Needed help in finding to refil site for my used 5lb CO2 tank in Arlington TX. How much to they cost?


----------



## fshfanatic (Aug 7, 2008)

Not sure, I get it here for about a buck a pound. Most welding places will fill for you as well as liquor stores that sell Kegs.


----------



## JAXON777 (Jan 4, 2007)

check kimbourough fire extingisher thats were I got my 5 and 10 lbers at.


----------



## boling00 (Sep 14, 2007)

If you don't mind exchanging your tank, Home Depot has them. I exchanged my 20lb bottle for $18.


----------



## MacFan (Jul 30, 2006)

Home Depot only has 10 and 20lb bottles, so if you have 5lb you're out of luck.
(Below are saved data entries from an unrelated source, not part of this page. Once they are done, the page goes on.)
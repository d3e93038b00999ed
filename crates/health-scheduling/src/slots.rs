//! Availability slot generator
//!
//! One slot per stride tick inside `[working_start, working_end)` on the
//! requested clinic-local day. The stride does not depend on the requested
//! duration, and the loop bound is not shortened by it: a slot near closing
//! time may end after `working_end`. What happens to such a slot is decided
//! by [`OverrunPolicy`].

use crate::appointment::{Appointment, DoctorId};
use crate::config::{OverrunPolicy, SchedulingConfig};
use crate::interval::TimeInterval;
use chrono::{DateTime, Duration, NaiveDate, NaiveTime, TimeZone, Utc};
use serde::{Deserialize, Serialize};

#[derive(Clone, Copy, Debug, PartialEq, Eq, Serialize, Deserialize)]
pub struct TimeSlot {
    pub start_time: DateTime<Utc>,
    pub end_time: DateTime<Utc>,
    pub available: bool,
    /// The slot ends after the working window closes
    pub overruns_close: bool,
}

/// Availability answer for one doctor and day
#[derive(Clone, Debug, PartialEq, Eq, Serialize, Deserialize)]
pub struct Availability {
    pub doctor_id: DoctorId,
    pub date: NaiveDate,
    pub duration_minutes: u32,
    pub slots: Vec<TimeSlot>,
}

impl Availability {
    pub fn available_slots(&self) -> impl Iterator<Item = &TimeSlot> {
        self.slots.iter().filter(|slot| slot.available)
    }
}

/// Convert a clinic-local wall-clock time on `date` to UTC. `None` when the
/// instant is outside chrono's representable range.
pub fn clinic_instant(
    date: NaiveDate,
    time: NaiveTime,
    utc_offset_minutes: i32,
) -> Option<DateTime<Utc>> {
    let local = date.and_time(time);
    local
        .checked_sub_signed(Duration::minutes(i64::from(utc_offset_minutes)))
        .map(|utc| Utc.from_utc_datetime(&utc))
}

/// Working window for `date`, as UTC instants
pub fn working_window(config: &SchedulingConfig, date: NaiveDate) -> Option<TimeInterval> {
    Some(TimeInterval::spanning(
        clinic_instant(date, config.working_start, config.utc_offset_minutes)?,
        clinic_instant(date, config.working_end, config.utc_offset_minutes)?,
    ))
}

/// Range a store must cover to answer an availability query: from opening
/// until the last slot can end
pub fn lookup_range(
    config: &SchedulingConfig,
    date: NaiveDate,
    duration_minutes: u32,
) -> Option<TimeInterval> {
    let window = working_window(config, date)?;
    let last_end = window
        .end()
        .checked_add_signed(Duration::minutes(i64::from(duration_minutes)))?;
    Some(TimeInterval::spanning(window.start(), last_end))
}

/// Lazily yields slots, earliest first. Finite; a fresh call recomputes.
#[derive(Clone, Debug)]
pub struct SlotIter {
    next_start: DateTime<Utc>,
    close: DateTime<Utc>,
    stride: Duration,
    duration: Duration,
    busy: Vec<TimeInterval>,
    policy: OverrunPolicy,
}

impl Iterator for SlotIter {
    type Item = TimeSlot;

    fn next(&mut self) -> Option<TimeSlot> {
        if self.next_start >= self.close {
            return None;
        }

        let start_time = self.next_start;
        let end_time = start_time.checked_add_signed(self.duration)?;
        let slot = TimeInterval::spanning(start_time, end_time);

        let overruns_close = end_time > self.close;
        let conflicts = self.busy.iter().any(|busy| busy.overlaps(&slot));
        let available = !conflicts
            && match self.policy {
                OverrunPolicy::FlagUnavailable => !overruns_close,
                OverrunPolicy::Keep => true,
            };

        self.next_start = start_time
            .checked_add_signed(self.stride)
            .unwrap_or(self.close);

        Some(TimeSlot {
            start_time,
            end_time,
            available,
            overruns_close,
        })
    }
}

/// Slots for `doctor_id` on `date`, checking each against the doctor's
/// active appointments. `duration_minutes` must already be validated. A day
/// outside the representable range yields no slots.
pub fn generate_slots<'a>(
    config: &SchedulingConfig,
    doctor_id: DoctorId,
    date: NaiveDate,
    duration_minutes: u32,
    appointments: impl IntoIterator<Item = &'a Appointment>,
) -> SlotIter {
    let (next_start, close) = match working_window(config, date) {
        Some(window) => (window.start(), window.end()),
        None => (DateTime::<Utc>::MAX_UTC, DateTime::<Utc>::MAX_UTC),
    };
    let busy = appointments
        .into_iter()
        .filter(|apt| apt.doctor_id == doctor_id && apt.is_active())
        .map(Appointment::interval)
        .collect();

    SlotIter {
        next_start,
        close,
        stride: Duration::minutes(i64::from(config.slot_stride_minutes.max(1))),
        duration: Duration::minutes(i64::from(duration_minutes)),
        busy,
        policy: config.overrun_policy,
    }
}
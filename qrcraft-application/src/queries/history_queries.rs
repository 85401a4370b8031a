use qrcraft_domain::{GenerationRecord, RecordId};

use crate::AppState;

/// Recency order, most recently created or touched first.
pub async fn list_history(state: &AppState) -> Vec<GenerationRecord> {
    state.session.lock().await.history.records().to_vec()
}

pub async fn get_record(state: &AppState, id: RecordId) -> Option<GenerationRecord> {
    state.session.lock().await.history.find_by_id(id).cloned()
}

pub async fn active_record(state: &AppState) -> Option<GenerationRecord> {
    state.session.lock().await.active_record().cloned()
}
use qrcraft_domain::ports::{KeyValueStore, HISTORY_KEY, THEME_KEY};
use qrcraft_domain::{History, Theme};
use tracing::{debug, warn};

use crate::AppState;

pub async fn load_history(store: &dyn KeyValueStore) -> History {
    let raw = match store.read(HISTORY_KEY).await {
        Ok(Some(raw)) => raw,
        Ok(None) => return History::new(),
        Err(err) => {
            warn!("failed to read stored history, starting empty: {}", err);
            return History::new();
        }
    };
    match History::from_json(&raw) {
        Ok(history) => {
            debug!("loaded {} history records", history.len());
            history
        }
        Err(err) => {
            warn!("stored history is malformed, starting empty: {}", err);
            History::new()
        }
    }
}

/// Persistence failures leave the in-memory history authoritative for the
/// rest of the session.
pub async fn save_history(state: &AppState, history: &History) {
    let result = match history.to_json() {
        Ok(raw) => state.store.write(HISTORY_KEY, &raw).await,
        Err(err) => Err(err.into()),
    };
    if let Err(err) = result {
        state.metrics.record_storage_error();
        warn!("failed to persist history: {}", err);
    }
}

pub async fn remove_history(state: &AppState) {
    if let Err(err) = state.store.delete(HISTORY_KEY).await {
        state.metrics.record_storage_error();
        warn!("failed to remove stored history: {}", err);
    }
}

pub async fn load_theme(store: &dyn KeyValueStore) -> Theme {
    match store.read(THEME_KEY).await {
        Ok(Some(raw)) => Theme::from(raw.as_str()),
        Ok(None) => Theme::default(),
        Err(err) => {
            warn!("failed to read theme preference: {}", err);
            Theme::default()
        }
    }
}

/// Stored as the bare word `dark` or `light`.
pub async fn save_theme(state: &AppState, theme: Theme) {
    if let Err(err) = state.store.write(THEME_KEY, theme.as_str()).await {
        state.metrics.record_storage_error();
        warn!("failed to persist theme preference: {}", err);
    }
}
But they are the cheapest place I've found. Not all the stores have them though. They all have Propane in the cabinets out in front of the store, if they also have additional cabinets of other gases, then they carry it. The Park and Tollway Home Depot has it. I don't know the others offhand, but at least 2 others in Plano have it I think. But the ones in Dallas I don't think have it at all. As others have said, any welding shop will do it. They will also usually let you trade the tank plus some cash to upgrade to a 10lb tank and then you can go to Home Depot. 

Michael


----------



## CrownMan (Sep 12, 2005)

Kimbrough is where I take mine. Not cheap but full fills. Stay away from the beer Keg places in Arlington. I got my share of short fills from them.


----------



## wwh2694 (Aug 15, 2008)

Thank you all.. I will be calling them.


----------